++++ GIVEN ENTRIES
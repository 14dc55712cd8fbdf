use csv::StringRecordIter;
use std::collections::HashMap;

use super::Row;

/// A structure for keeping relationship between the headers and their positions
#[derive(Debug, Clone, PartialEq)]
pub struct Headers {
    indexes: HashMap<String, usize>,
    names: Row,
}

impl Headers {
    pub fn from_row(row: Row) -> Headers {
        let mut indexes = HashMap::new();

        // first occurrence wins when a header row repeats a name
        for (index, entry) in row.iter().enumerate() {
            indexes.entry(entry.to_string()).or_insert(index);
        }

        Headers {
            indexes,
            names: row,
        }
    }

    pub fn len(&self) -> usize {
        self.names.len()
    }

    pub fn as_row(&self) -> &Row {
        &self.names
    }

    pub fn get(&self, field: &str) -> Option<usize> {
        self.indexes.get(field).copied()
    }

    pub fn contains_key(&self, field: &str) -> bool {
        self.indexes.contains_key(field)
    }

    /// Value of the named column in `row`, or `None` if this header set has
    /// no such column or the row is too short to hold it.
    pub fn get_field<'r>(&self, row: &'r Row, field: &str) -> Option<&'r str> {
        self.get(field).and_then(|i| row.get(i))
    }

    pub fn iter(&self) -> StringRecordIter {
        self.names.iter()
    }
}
++++++++
++++ GIVEN ENTRIES
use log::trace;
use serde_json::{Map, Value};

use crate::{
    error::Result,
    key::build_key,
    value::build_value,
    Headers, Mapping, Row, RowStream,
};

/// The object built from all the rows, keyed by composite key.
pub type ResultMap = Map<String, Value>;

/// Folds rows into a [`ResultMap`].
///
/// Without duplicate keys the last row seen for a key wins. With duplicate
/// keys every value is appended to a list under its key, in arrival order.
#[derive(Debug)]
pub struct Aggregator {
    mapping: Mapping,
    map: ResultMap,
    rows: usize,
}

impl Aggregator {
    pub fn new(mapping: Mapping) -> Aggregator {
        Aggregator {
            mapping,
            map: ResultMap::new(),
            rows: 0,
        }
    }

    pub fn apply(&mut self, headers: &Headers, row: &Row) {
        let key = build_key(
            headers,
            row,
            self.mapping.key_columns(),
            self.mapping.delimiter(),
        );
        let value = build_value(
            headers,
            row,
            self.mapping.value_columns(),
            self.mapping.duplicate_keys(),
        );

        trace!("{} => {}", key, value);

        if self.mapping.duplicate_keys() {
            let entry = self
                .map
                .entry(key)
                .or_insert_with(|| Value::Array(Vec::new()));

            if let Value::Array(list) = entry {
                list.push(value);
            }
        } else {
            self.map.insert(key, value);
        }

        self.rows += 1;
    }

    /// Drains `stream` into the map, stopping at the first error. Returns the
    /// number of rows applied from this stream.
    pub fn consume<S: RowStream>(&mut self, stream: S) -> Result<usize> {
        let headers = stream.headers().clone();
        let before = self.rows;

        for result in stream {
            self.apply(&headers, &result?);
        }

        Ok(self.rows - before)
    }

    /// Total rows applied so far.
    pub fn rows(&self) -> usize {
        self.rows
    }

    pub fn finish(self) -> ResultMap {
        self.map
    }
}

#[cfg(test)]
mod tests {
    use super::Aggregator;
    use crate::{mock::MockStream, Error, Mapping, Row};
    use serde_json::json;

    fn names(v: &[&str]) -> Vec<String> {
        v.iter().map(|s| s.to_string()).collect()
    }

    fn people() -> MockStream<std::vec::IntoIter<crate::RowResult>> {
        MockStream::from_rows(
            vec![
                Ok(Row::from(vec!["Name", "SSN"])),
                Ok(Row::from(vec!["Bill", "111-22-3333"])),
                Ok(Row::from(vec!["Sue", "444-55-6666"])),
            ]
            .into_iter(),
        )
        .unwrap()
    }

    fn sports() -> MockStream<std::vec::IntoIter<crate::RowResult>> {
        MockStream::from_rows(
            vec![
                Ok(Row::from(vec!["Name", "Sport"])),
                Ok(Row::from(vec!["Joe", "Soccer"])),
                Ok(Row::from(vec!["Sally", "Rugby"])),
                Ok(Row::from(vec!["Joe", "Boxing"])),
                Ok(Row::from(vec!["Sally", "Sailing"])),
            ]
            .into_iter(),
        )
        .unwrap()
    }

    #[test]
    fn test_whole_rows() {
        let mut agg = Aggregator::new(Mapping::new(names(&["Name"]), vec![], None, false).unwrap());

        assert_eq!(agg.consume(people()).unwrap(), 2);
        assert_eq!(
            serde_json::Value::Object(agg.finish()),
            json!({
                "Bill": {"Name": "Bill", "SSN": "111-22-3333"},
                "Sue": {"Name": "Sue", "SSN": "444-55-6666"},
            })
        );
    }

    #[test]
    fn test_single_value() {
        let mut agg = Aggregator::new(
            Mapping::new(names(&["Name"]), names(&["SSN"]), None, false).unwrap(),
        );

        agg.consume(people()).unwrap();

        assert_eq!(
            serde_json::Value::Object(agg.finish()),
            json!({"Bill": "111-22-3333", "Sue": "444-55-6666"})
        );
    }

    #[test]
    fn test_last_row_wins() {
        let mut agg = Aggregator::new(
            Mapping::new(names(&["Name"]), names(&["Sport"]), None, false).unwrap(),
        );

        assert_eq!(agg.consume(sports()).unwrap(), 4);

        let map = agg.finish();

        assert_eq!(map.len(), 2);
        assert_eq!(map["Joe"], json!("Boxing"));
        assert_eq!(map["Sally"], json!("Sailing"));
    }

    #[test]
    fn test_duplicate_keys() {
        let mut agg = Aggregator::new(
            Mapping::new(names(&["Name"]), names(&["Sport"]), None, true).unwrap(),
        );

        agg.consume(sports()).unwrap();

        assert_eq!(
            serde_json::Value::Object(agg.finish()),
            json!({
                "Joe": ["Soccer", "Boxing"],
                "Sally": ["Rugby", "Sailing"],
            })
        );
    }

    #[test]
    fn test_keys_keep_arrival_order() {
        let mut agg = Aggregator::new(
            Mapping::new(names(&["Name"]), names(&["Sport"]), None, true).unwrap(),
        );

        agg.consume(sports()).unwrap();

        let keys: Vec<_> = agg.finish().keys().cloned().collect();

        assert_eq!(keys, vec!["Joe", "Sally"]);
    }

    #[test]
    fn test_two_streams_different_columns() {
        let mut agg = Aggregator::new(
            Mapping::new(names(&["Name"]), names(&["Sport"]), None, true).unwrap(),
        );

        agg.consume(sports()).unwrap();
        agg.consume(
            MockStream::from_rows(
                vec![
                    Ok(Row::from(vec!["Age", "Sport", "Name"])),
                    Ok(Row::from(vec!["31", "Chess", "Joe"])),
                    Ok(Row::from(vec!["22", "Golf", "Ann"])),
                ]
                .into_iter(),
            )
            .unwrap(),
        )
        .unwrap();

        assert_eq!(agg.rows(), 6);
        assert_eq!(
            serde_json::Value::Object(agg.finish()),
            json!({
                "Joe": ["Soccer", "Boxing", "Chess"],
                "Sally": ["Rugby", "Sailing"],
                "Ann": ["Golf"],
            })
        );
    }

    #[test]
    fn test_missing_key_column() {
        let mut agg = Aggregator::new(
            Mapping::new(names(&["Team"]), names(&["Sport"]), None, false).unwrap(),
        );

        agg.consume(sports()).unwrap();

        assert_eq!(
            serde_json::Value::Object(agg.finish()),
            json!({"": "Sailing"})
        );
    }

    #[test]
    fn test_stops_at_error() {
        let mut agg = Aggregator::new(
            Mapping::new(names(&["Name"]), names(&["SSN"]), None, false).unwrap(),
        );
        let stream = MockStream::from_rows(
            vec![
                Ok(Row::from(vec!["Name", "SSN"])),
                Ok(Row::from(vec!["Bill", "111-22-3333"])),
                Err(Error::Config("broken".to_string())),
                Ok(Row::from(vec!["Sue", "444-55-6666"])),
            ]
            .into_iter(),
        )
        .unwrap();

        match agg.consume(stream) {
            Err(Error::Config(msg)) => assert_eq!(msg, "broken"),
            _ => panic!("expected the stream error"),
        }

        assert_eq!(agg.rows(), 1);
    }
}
++++++++
Give back, word for word, only the lines above from the line holding "repository 14dc55712cd8fbdf" to the line holding "repeats a name", both included.

• **WRITTEN SOLUTION**:
repository 14dc55712cd8fbdf
use csv::StringRecordIter;
use std::collections::HashMap;

use super::Row;

/// A structure for keeping relationship between the headers and their positions
#[derive(Debug, Clone, PartialEq)]
pub struct Headers {
    indexes: HashMap<String, usize>,
    names: Row,
}

impl Headers {
    pub fn from_row(row: Row) -> Headers {
        let mut indexes = HashMap::new();

        // first occurrence wins when a header row repeats a name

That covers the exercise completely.